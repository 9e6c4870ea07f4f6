//! Transition events and the notifications derived from them.
//!
//! Every committed transition emits exactly one [`EscrowEvent`]. The ledger
//! wraps it in an [`EventRecord`] (sequence number, timestamp, running
//! digest) so indexers replaying the feed can detect gaps and divergence.

use std::fmt;

use serde::{Deserialize, Serialize};
use sha2::{Digest, Sha256};

use crate::{Address, AssetId, Deal, DealId, Role, Timestamp};

/// What happened to a deal (or to a fee balance).
#[derive(Debug, Clone, PartialEq, Eq, Serialize, Deserialize)]
pub enum EscrowEvent {
    /// A deal was opened and funded.
    Created {
        deal_id: DealId,
        buyer: Address,
        seller: Address,
        amount: u128,
    },
    /// The seller accepted; delivery clock started.
    Accepted {
        deal_id: DealId,
        delivery_deadline: Timestamp,
    },
    /// The seller marked delivery.
    Delivered { deal_id: DealId },
    /// The seller was paid `payout` (amount minus fee).
    Released { deal_id: DealId, payout: u128 },
    /// The buyer was repaid `amount`.
    Refunded { deal_id: DealId, amount: u128 },
    /// The buyer opened a dispute.
    DisputeOpened { deal_id: DealId },
    /// The arbiter ruled for `winner`.
    DisputeResolved { deal_id: DealId, winner: Address },
    /// One party consented to a mutual cancel.
    MutualCancelRequested { deal_id: DealId, by: Role },
    /// Both parties consented; the buyer was repaid in full.
    MutualCancelCompleted { deal_id: DealId },
    /// An arbiter pulled its accrued fees.
    FeesWithdrawn {
        arbiter: Address,
        asset: AssetId,
        amount: u128,
    },
}

impl EscrowEvent {
    /// The deal this event concerns, if any.
    #[must_use]
    pub fn deal_id(&self) -> Option<DealId> {
        match self {
            Self::Created { deal_id, .. }
            | Self::Accepted { deal_id, .. }
            | Self::Delivered { deal_id }
            | Self::Released { deal_id, .. }
            | Self::Refunded { deal_id, .. }
            | Self::DisputeOpened { deal_id }
            | Self::DisputeResolved { deal_id, .. }
            | Self::MutualCancelRequested { deal_id, .. }
            | Self::MutualCancelCompleted { deal_id } => Some(*deal_id),
            Self::FeesWithdrawn { .. } => None,
        }
    }

    /// Short event name as used by indexers.
    #[must_use]
    pub fn kind(&self) -> &'static str {
        match self {
            Self::Created { .. } => "Created",
            Self::Accepted { .. } => "Accepted",
            Self::Delivered { .. } => "Delivered",
            Self::Released { .. } => "Released",
            Self::Refunded { .. } => "Refunded",
            Self::DisputeOpened { .. } => "DisputeOpened",
            Self::DisputeResolved { .. } => "DisputeResolved",
            Self::MutualCancelRequested { .. } => "MutualCancelRequested",
            Self::MutualCancelCompleted { .. } => "MutualCancelCompleted",
            Self::FeesWithdrawn { .. } => "FeesWithdrawn",
        }
    }

    /// The notification the dispatcher should send for this event, given the
    /// deal as it stands after the transition and the caller that caused it.
    ///
    /// Events nobody needs to hear about return `None`.
    #[must_use]
    pub fn notification(&self, deal: &Deal, actor: Address) -> Option<Notification> {
        let other = if actor == deal.buyer {
            deal.seller
        } else {
            deal.buyer
        };
        let (target, title, body) = match self {
            Self::Created { .. } => (
                deal.seller,
                "New Deal Offer",
                "You received a new escrow deal offer.".to_string(),
            ),
            Self::Accepted { .. } => (
                deal.buyer,
                "Deal Accepted",
                "Seller accepted your deal!".to_string(),
            ),
            Self::Delivered { .. } => (
                deal.buyer,
                "Order Delivered",
                "Seller marked order as delivered. Please confirm.".to_string(),
            ),
            Self::Released { .. } if actor == deal.seller => (
                deal.buyer,
                "Funds Auto-Released",
                "The confirmation window passed and funds went to the seller.".to_string(),
            ),
            Self::Released { .. } => (
                deal.seller,
                "Funds Released",
                "Buyer released the funds to you!".to_string(),
            ),
            Self::Refunded { .. } => (
                other,
                "Deal Refunded",
                "The escrowed funds were returned to the buyer.".to_string(),
            ),
            Self::DisputeOpened { .. } => (
                deal.seller,
                "Dispute Opened",
                "Buyer opened a dispute on the deal.".to_string(),
            ),
            Self::DisputeResolved { winner, .. } => {
                let (loser, side) = if *winner == deal.buyer {
                    (deal.seller, "Buyer")
                } else {
                    (deal.buyer, "Seller")
                };
                (
                    loser,
                    "Dispute Resolved",
                    format!("Arbiter resolved dispute in favor of {side}."),
                )
            }
            Self::MutualCancelRequested { .. } => (
                other,
                "Cancellation Requested",
                "The other party proposed cancelling the deal.".to_string(),
            ),
            Self::MutualCancelCompleted { .. } | Self::FeesWithdrawn { .. } => return None,
        };
        Some(Notification {
            target,
            title: title.to_string(),
            body,
            deal_id: deal.id,
        })
    }
}

impl fmt::Display for EscrowEvent {
    fn fmt(&self, f: &mut fmt::Formatter<'_>) -> fmt::Result {
        match self.deal_id() {
            Some(id) => write!(f, "{}({id})", self.kind()),
            None => write!(f, "{}", self.kind()),
        }
    }
}

/// One entry of the ledger's append-only event feed.
#[derive(Debug, Clone, PartialEq, Eq, Serialize, Deserialize)]
pub struct EventRecord {
    /// Position in the feed, starting at 0. Gap-free.
    pub seq: u64,
    /// Host time of the transition.
    pub at: Timestamp,
    /// The event itself.
    pub event: EscrowEvent,
    /// SHA-256 over the previous digest and this record's content.
    pub digest: [u8; 32],
}

impl EventRecord {
    /// Build the record that follows `prev_digest` in the feed.
    #[must_use]
    pub fn chained(seq: u64, at: Timestamp, event: EscrowEvent, prev_digest: &[u8; 32]) -> Self {
        let digest = Self::compute_digest(seq, at, &event, prev_digest);
        Self {
            seq,
            at,
            event,
            digest,
        }
    }

    /// Recompute the digest of a record from its content.
    ///
    /// Format: `SHA-256("dealvault:event:v1:" || prev || seq || at || json(event))`
    #[must_use]
    pub fn compute_digest(
        seq: u64,
        at: Timestamp,
        event: &EscrowEvent,
        prev_digest: &[u8; 32],
    ) -> [u8; 32] {
        let mut hasher = Sha256::new();
        hasher.update(b"dealvault:event:v1:");
        hasher.update(prev_digest);
        hasher.update(seq.to_le_bytes());
        hasher.update(at.0.to_le_bytes());
        // Serializing a plain enum of integers, addresses and strings cannot fail.
        if let Ok(bytes) = serde_json::to_vec(event) {
            hasher.update(bytes);
        }
        hasher.finalize().into()
    }

    /// Whether this record is the valid successor of `prev_digest`.
    #[must_use]
    pub fn verify(&self, prev_digest: &[u8; 32]) -> bool {
        Self::compute_digest(self.seq, self.at, &self.event, prev_digest) == self.digest
    }

    #[must_use]
    pub fn digest_hex(&self) -> String {
        hex::encode(self.digest)
    }
}

/// Payload handed to the external notification dispatcher.
#[derive(Debug, Clone, PartialEq, Eq, Serialize, Deserialize)]
pub struct Notification {
    pub target: Address,
    pub title: String,
    pub body: String,
    pub deal_id: DealId,
}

........

-- ACTION ITEM --
Exactly as they stand, repeat all the records.

-- OUTPUT --
repository 9e6c4870ea07f4f6
//! Transition events and the notifications derived from them.
//!
//! Every committed transition emits exactly one [`EscrowEvent`]. The ledger
//! wraps it in an [`EventRecord`] (sequence number, timestamp, running
//! digest) so indexers replaying the feed can detect gaps and divergence.

use std::fmt;

use serde::{Deserialize, Serialize};
use sha2::{Digest, Sha256};

use crate::{Address, AssetId, Deal, DealId, Role, Timestamp};

/// What happened to a deal (or to a fee balance).
#[derive(Debug, Clone, PartialEq, Eq, Serialize, Deserialize)]
pub enum EscrowEvent {
    /// A deal was opened and funded.
    Created {
        deal_id: DealId,
        buyer: Address,
        seller: Address,
        amount: u128,
    },
    /// The seller accepted; delivery clock started.
    Accepted {
        deal_id: DealId,
        delivery_deadline: Timestamp,
    },
    /// The seller marked delivery.
    Delivered { deal_id: DealId },
    /// The seller was paid `payout` (amount minus fee).
    Released { deal_id: DealId, payout: u128 },
    /// The buyer was repaid `amount`.
    Refunded { deal_id: DealId, amount: u128 },
    /// The buyer opened a dispute.
    DisputeOpened { deal_id: DealId },
    /// The arbiter ruled for `winner`.
    DisputeResolved { deal_id: DealId, winner: Address },
    /// One party consented to a mutual cancel.
    MutualCancelRequested { deal_id: DealId, by: Role },
    /// Both parties consented; the buyer was repaid in full.
    MutualCancelCompleted { deal_id: DealId },
    /// An arbiter pulled its accrued fees.
    FeesWithdrawn {
        arbiter: Address,
        asset: AssetId,
        amount: u128,
    },
}

impl EscrowEvent {
    /// The deal this event concerns, if any.
    #[must_use]
    pub fn deal_id(&self) -> Option<DealId> {
        match self {
            Self::Created { deal_id, .. }
            | Self::Accepted { deal_id, .. }
            | Self::Delivered { deal_id }
            | Self::Released { deal_id, .. }
            | Self::Refunded { deal_id, .. }
            | Self::DisputeOpened { deal_id }
            | Self::DisputeResolved { deal_id, .. }
            | Self::MutualCancelRequested { deal_id, .. }
            | Self::MutualCancelCompleted { deal_id } => Some(*deal_id),
            Self::FeesWithdrawn { .. } => None,
        }
    }

    /// Short event name as used by indexers.
    #[must_use]
    pub fn kind(&self) -> &'static str {
        match self {
            Self::Created { .. } => "Created",
            Self::Accepted { .. } => "Accepted",
            Self::Delivered { .. } => "Delivered",
            Self::Released { .. } => "Released",
            Self::Refunded { .. } => "Refunded",
            Self::DisputeOpened { .. } => "DisputeOpened",
            Self::DisputeResolved { .. } => "DisputeResolved",
            Self::MutualCancelRequested { .. } => "MutualCancelRequested",
            Self::MutualCancelCompleted { .. } => "MutualCancelCompleted",
            Self::FeesWithdrawn { .. } => "FeesWithdrawn",
        }
    }

    /// The notification the dispatcher should send for this event, given the
    /// deal as it stands after the transition and the caller that caused it.
    ///
    /// Events nobody needs to hear about return `None`.
    #[must_use]
    pub fn notification(&self, deal: &Deal, actor: Address) -> Option<Notification> {
        let other = if actor == deal.buyer {
            deal.seller
        } else {
            deal.buyer
        };
        let (target, title, body) = match self {
            Self::Created { .. } => (
                deal.seller,
                "New Deal Offer",
                "You received a new escrow deal offer.".to_string(),
            ),
            Self::Accepted { .. } => (
                deal.buyer,
                "Deal Accepted",
                "Seller accepted your deal!".to_string(),
            ),
            Self::Delivered { .. } => (
                deal.buyer,
                "Order Delivered",
                "Seller marked order as delivered. Please confirm.".to_string(),
            ),
            Self::Released { .. } if actor == deal.seller => (
                deal.buyer,
                "Funds Auto-Released",
                "The confirmation window passed and funds went to the seller.".to_string(),
            ),
            Self::Released { .. } => (
                deal.seller,
                "Funds Released",
                "Buyer released the funds to you!".to_string(),
            ),
            Self::Refunded { .. } => (
                other,
                "Deal Refunded",
                "The escrowed funds were returned to the buyer.".to_string(),
            ),
            Self::DisputeOpened { .. } => (
                deal.seller,
                "Dispute Opened",
                "Buyer opened a dispute on the deal.".to_string(),
            ),
            Self::DisputeResolved { winner, .. } => {
                let (loser, side) = if *winner == deal.buyer {
                    (deal.seller, "Buyer")
                } else {
                    (deal.buyer, "Seller")
                };
                (
                    loser,
                    "Dispute Resolved",
                    format!("Arbiter resolved dispute in favor of {side}."),
                )
            }
            Self::MutualCancelRequested { .. } => (
                other,
                "Cancellation Requested",
                "The other party proposed cancelling the deal.".to_string(),
            ),
            Self::MutualCancelCompleted { .. } | Self::FeesWithdrawn { .. } => return None,
        };
        Some(Notification {
            target,
            title: title.to_string(),
            body,
            deal_id: deal.id,
        })
    }
}

impl fmt::Display for EscrowEvent {
    fn fmt(&self, f: &mut fmt::Formatter<'_>) -> fmt::Result {
        match self.deal_id() {
            Some(id) => write!(f, "{}({id})", self.kind()),
            None => write!(f, "{}", self.kind()),
        }
    }
}

/// One entry of the ledger's append-only event feed.
#[derive(Debug, Clone, PartialEq, Eq, Serialize, Deserialize)]
pub struct EventRecord {
    /// Position in the feed, starting at 0. Gap-free.
    pub seq: u64,
    /// Host time of the transition.
    pub at: Timestamp,
    /// The event itself.
    pub event: EscrowEvent,
    /// SHA-256 over the previous digest and this record's content.
    pub digest: [u8; 32],
}

impl EventRecord {
    /// Build the record that follows `prev_digest` in the feed.
    #[must_use]
    pub fn chained(seq: u64, at: Timestamp, event: EscrowEvent, prev_digest: &[u8; 32]) -> Self {
        let digest = Self::compute_digest(seq, at, &event, prev_digest);
        Self {
            seq,
            at,
            event,
            digest,
        }
    }

    /// Recompute the digest of a record from its content.
    ///
    /// Format: `SHA-256("dealvault:event:v1:" || prev || seq || at || json(event))`
    #[must_use]
    pub fn compute_digest(
        seq: u64,
        at: Timestamp,
        event: &EscrowEvent,
        prev_digest: &[u8; 32],
    ) -> [u8; 32] {
        let mut hasher = Sha256::new();
        hasher.update(b"dealvault:event:v1:");
        hasher.update(prev_digest);
        hasher.update(seq.to_le_bytes());
        hasher.update(at.0.to_le_bytes());
        // Serializing a plain enum of integers, addresses and strings cannot fail.
        if let Ok(bytes) = serde_json::to_vec(event) {
            hasher.update(bytes);
        }
        hasher.finalize().into()
    }

    /// Whether this record is the valid successor of `prev_digest`.
    #[must_use]
    pub fn verify(&self, prev_digest: &[u8; 32]) -> bool {
        Self::compute_digest(self.seq, self.at, &self.event, prev_digest) == self.digest
    }

    #[must_use]
    pub fn digest_hex(&self) -> String {
        hex::encode(self.digest)
    }
}

/// Payload handed to the external notification dispatcher.
#[derive(Debug, Clone, PartialEq, Eq, Serialize, Deserialize)]
pub struct Notification {
    pub target: Address,
    pub title: String,
    pub body: String,
    pub deal_id: DealId,
}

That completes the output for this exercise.